Ketika melewati Shankara begitu saja, Amaya mendadak menoleh ke belakang karena pergelangan tangan yang ditarik cukup kuat sampai membuat tubuh berbalik oleh pemuda berahang tegas di sana.

Saat mata saling berpandangan, Shankara menekuk lutut sampai tinggi menyamai orang yang terkasih. Perlahan kedua tangan menelusup ke kedua sisi bawah wajah orang yang ditatap, beriringan dengan netra yang terus menjelajah tiap inci paras cantik tersebut.

Sampai akhirnya, fokus terhenti di bibir tanpa polesan apa pun di sana, cukup lambat, tetapi Shankara berhasil mendekatkan wajah hingga bibir agak tebal miliknya menyentuh perlahan milik Amaya dengan sangat lembut.

Seraya menutup mata, Amaya mengeratkan pegangan di topi, lalu sebelah tangan meremas lengan kaus yang dikenakan oleh Shankara.

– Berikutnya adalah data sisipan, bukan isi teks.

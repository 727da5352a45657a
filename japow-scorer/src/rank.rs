//! Order resorts by powder score.

use std::cmp::Reverse;

use japow_core::{PreferenceWeights, RankedResult, ResortForecast, ScoreResult, Scorer};

/// Score every forecast with `scorer` and rank them, best first.
///
/// Resorts are ordered by descending `raw_score`. The sort is stable, so
/// equal scores keep their input order, and ranks are ordinal positions
/// (`1..=n`) rather than competition ranks. Nothing is filtered or
/// truncated.
#[must_use]
pub fn rank_with<S>(
    scorer: &S,
    forecasts: &[ResortForecast],
    weights: &PreferenceWeights,
) -> Vec<RankedResult>
where
    S: Scorer + ?Sized,
{
    rank_indexed(scorer, forecasts, weights)
        .into_iter()
        .map(|(_, ranked)| ranked)
        .collect()
}

/// Rank like [`rank_with`], pairing each result with its forecast's index
/// in `forecasts`.
///
/// Resort identifiers need not be unique, so the index is the only reliable
/// way to join a ranked row back to data the caller keeps per forecast.
#[must_use]
pub fn rank_indexed<S>(
    scorer: &S,
    forecasts: &[ResortForecast],
    weights: &PreferenceWeights,
) -> Vec<(usize, RankedResult)>
where
    S: Scorer + ?Sized,
{
    let mut scored: Vec<(usize, &ResortForecast, ScoreResult)> = forecasts
        .iter()
        .enumerate()
        .map(|(index, forecast)| (index, forecast, scorer.score(&forecast.sequence, weights)))
        .collect();
    scored.sort_by_key(|(_, _, result)| Reverse(result.raw_score));

    log::debug!("ranked {} resorts", scored.len());
    scored
        .into_iter()
        .zip(1_usize..)
        .map(|((index, forecast, result), rank)| {
            let ranked = RankedResult {
                resort_id: forecast.resort_id.clone(),
                raw_score: result.raw_score,
                tags: result.tags,
                rank,
            };
            (index, ranked)
        })
        .collect()
}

Dia mengikuti pergerakan yang terjadi di bibir mungilnya, bersamaan dengan air yang jatuh dari netra tanpa diminta.

Amaya membuka mata kala Shankara menarik diri untuk menjauh. Kembali dipandangnya wajah tampan di sana, mata indah yang tampak sembab, hidung mancung, sampai ke bibir yang tampak lebih merah dari hari-hari biasanya.

Shankara menyentuh bibir Amaya dengan ibu jari, lalu mengusap perlahan ketika jari berpindah ke pipi. "Berjanjilah ini terakhir kalinya kamu menangis karena aku, Amaya."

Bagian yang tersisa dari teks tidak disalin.